Where a line in the entries below contains the word "models", it counts; give the total by itself.

+++

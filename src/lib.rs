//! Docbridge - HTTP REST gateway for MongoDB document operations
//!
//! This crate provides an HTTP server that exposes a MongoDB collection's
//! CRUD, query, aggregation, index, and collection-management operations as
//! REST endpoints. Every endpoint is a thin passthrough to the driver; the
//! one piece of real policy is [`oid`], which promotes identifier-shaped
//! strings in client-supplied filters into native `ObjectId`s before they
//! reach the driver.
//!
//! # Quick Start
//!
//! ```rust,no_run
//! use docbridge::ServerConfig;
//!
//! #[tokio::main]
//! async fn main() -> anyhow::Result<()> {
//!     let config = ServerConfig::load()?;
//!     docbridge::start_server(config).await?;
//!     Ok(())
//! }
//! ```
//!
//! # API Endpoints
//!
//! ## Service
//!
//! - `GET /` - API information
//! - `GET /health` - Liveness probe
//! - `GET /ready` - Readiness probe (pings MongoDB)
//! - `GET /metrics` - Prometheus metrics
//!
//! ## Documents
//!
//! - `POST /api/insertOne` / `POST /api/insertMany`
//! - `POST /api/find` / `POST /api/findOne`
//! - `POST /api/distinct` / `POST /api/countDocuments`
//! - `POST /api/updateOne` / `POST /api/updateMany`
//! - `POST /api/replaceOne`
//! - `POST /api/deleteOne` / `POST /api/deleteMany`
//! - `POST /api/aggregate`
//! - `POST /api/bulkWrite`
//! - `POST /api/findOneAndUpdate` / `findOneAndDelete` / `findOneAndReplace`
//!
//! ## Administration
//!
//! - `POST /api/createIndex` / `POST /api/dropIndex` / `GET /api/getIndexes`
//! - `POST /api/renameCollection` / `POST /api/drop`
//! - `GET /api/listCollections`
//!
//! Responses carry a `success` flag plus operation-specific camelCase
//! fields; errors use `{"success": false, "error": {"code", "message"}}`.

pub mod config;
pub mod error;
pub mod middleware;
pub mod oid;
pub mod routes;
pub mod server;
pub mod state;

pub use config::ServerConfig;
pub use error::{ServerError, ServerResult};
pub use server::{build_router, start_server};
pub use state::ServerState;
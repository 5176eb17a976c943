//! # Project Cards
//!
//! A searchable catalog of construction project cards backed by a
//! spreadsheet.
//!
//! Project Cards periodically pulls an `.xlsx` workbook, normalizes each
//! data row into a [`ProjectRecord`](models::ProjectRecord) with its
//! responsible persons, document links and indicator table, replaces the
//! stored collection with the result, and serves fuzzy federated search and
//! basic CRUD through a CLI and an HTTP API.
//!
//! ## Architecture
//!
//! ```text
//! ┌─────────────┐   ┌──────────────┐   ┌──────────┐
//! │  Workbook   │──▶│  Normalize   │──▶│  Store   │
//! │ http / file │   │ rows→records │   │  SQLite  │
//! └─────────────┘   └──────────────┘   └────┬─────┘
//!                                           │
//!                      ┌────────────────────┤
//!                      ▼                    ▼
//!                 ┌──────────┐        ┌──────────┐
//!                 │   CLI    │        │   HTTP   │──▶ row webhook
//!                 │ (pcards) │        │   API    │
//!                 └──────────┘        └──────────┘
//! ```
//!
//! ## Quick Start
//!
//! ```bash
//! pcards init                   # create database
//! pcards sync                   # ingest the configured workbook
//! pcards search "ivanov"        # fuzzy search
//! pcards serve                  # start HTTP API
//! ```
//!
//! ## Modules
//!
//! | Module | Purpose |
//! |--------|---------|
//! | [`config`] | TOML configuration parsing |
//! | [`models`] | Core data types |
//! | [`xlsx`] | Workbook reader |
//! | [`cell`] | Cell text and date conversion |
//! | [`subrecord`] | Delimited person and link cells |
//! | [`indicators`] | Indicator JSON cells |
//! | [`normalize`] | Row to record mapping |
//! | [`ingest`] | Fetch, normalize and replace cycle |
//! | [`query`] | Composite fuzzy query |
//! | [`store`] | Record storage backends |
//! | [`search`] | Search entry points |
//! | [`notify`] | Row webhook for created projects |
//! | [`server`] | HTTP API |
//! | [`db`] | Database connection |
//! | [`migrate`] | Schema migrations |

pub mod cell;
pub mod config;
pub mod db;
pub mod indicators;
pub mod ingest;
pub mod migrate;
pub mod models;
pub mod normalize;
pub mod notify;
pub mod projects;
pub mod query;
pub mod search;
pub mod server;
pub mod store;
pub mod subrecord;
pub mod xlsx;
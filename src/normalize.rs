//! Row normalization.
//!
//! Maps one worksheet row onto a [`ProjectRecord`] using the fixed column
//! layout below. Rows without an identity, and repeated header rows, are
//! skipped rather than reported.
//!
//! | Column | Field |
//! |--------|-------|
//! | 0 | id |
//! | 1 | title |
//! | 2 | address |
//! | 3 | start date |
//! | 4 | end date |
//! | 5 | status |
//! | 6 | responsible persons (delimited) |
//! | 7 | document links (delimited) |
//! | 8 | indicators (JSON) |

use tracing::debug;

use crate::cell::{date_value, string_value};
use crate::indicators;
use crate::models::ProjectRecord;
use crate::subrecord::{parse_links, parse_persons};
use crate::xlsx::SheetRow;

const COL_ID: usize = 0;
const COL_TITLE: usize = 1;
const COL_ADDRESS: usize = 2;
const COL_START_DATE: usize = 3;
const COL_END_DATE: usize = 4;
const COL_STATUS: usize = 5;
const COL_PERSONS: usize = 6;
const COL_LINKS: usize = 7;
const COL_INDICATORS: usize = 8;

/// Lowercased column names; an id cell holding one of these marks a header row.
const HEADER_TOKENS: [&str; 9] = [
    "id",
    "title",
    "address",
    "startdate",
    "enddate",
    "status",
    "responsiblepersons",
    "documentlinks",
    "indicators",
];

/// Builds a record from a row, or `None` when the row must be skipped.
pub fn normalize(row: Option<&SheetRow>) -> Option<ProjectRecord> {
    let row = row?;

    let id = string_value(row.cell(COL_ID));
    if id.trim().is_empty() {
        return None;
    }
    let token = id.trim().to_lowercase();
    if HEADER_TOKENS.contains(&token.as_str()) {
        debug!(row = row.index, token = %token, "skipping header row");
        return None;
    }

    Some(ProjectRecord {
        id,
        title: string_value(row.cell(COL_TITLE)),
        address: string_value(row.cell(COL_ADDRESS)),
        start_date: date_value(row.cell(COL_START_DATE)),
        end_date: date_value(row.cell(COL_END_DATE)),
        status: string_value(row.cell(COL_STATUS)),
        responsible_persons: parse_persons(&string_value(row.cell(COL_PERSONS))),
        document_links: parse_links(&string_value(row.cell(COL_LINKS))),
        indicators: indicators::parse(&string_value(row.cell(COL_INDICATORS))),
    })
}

+++

* _Exercise result_: 4